§ **Data excerpts**:
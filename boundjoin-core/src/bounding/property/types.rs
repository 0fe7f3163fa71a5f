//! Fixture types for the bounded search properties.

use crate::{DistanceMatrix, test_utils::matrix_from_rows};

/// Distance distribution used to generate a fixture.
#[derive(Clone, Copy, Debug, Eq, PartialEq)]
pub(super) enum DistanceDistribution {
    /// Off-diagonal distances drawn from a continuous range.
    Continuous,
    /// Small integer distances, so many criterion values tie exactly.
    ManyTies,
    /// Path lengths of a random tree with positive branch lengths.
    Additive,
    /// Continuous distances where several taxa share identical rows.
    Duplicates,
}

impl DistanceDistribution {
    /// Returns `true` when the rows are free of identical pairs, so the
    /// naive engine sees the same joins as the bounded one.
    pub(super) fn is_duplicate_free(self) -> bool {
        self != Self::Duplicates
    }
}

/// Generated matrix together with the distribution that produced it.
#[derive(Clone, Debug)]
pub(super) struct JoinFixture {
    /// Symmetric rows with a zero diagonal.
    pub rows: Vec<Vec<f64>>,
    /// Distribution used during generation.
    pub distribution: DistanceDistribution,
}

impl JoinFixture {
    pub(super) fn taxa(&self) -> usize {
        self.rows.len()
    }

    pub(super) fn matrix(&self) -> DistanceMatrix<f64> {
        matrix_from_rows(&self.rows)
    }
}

---

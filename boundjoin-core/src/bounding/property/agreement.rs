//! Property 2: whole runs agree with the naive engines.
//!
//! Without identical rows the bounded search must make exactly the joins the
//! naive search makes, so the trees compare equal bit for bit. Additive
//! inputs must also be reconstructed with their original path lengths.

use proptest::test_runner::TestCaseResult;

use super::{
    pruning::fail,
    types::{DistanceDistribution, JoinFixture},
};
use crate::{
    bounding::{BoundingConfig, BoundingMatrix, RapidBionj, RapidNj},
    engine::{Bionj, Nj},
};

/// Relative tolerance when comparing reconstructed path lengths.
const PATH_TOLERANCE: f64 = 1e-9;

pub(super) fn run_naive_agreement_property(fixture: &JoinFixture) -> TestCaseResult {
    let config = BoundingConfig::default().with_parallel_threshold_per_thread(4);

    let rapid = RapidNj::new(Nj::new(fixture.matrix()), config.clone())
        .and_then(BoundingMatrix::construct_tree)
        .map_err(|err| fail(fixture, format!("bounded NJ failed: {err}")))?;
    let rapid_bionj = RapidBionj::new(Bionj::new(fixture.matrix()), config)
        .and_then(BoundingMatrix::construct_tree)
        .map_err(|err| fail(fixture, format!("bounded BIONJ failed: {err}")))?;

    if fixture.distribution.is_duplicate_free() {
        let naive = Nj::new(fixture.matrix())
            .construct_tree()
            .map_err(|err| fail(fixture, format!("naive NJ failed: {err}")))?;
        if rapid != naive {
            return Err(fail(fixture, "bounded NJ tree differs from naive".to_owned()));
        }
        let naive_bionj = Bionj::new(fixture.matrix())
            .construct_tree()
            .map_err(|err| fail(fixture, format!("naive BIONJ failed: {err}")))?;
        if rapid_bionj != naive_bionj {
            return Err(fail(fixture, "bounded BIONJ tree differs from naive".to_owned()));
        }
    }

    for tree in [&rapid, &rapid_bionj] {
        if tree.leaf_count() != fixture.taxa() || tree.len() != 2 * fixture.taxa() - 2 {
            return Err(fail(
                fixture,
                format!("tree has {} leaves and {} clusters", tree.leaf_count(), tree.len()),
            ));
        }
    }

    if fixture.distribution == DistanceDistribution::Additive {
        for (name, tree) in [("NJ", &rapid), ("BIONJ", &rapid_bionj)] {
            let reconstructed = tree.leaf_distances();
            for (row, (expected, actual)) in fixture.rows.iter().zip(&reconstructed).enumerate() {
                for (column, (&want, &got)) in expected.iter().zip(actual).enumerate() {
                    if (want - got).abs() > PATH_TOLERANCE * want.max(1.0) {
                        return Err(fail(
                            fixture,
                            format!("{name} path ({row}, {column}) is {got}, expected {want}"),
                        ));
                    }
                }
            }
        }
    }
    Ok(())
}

* * *

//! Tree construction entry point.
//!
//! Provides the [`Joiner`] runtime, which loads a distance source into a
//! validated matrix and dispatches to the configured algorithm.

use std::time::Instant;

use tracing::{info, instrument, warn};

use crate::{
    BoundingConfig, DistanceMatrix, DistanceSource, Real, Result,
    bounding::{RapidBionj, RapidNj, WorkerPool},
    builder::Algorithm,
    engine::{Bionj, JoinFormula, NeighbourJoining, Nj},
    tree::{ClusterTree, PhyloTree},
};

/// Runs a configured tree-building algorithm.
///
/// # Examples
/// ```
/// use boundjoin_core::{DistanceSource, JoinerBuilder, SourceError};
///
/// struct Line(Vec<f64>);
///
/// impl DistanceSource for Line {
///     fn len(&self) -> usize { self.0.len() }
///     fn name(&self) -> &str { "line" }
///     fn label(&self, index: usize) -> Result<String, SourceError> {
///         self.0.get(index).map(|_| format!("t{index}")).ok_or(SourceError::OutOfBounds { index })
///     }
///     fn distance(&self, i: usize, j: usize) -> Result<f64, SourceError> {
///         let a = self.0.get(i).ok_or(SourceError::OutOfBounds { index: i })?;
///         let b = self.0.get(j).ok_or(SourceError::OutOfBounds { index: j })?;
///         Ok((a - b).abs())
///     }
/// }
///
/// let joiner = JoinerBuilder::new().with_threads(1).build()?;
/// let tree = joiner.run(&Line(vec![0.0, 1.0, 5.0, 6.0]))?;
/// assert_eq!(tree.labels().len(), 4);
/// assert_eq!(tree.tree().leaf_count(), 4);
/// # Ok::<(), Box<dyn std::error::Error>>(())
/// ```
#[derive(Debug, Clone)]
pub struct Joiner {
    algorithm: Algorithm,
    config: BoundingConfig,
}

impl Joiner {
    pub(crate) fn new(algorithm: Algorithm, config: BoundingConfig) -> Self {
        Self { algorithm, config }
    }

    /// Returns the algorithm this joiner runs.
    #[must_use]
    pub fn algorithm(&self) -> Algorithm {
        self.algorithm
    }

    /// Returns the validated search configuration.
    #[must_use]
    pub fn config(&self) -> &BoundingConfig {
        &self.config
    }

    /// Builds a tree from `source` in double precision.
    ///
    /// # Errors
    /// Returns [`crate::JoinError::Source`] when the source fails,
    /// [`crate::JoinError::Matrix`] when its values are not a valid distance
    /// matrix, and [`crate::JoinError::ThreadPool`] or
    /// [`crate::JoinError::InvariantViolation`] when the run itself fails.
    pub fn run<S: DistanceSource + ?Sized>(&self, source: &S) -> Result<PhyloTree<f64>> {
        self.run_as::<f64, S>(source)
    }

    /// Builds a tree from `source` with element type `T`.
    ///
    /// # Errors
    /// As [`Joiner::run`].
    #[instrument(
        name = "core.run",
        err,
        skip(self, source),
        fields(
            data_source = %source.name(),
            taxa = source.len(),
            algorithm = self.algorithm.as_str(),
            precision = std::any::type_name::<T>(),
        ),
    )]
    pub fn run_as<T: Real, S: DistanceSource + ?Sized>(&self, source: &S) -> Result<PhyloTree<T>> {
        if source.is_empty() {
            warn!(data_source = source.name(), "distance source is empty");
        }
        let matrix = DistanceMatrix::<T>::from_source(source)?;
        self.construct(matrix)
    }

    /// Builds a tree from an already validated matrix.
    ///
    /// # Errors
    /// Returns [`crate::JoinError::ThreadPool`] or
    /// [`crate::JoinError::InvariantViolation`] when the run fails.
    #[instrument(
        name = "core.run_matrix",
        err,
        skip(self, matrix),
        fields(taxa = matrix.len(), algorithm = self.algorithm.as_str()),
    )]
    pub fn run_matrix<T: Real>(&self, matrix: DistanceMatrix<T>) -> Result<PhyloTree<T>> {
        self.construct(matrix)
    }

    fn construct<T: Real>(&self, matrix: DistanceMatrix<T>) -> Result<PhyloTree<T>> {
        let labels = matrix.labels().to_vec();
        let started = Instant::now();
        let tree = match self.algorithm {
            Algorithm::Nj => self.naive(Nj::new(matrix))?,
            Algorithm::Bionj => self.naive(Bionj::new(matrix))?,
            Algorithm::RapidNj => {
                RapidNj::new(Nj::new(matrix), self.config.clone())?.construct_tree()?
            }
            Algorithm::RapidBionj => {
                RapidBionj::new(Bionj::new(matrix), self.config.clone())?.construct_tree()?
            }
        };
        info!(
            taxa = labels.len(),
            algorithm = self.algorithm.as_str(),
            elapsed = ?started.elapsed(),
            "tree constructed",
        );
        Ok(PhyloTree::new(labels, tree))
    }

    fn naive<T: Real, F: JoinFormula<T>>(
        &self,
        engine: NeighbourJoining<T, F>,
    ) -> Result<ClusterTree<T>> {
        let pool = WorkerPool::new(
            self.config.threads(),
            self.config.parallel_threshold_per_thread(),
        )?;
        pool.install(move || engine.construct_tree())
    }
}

§ **Exercise**: Respond with one number, the count of lines of the material that include "Real".

§ **Exercise output**: 5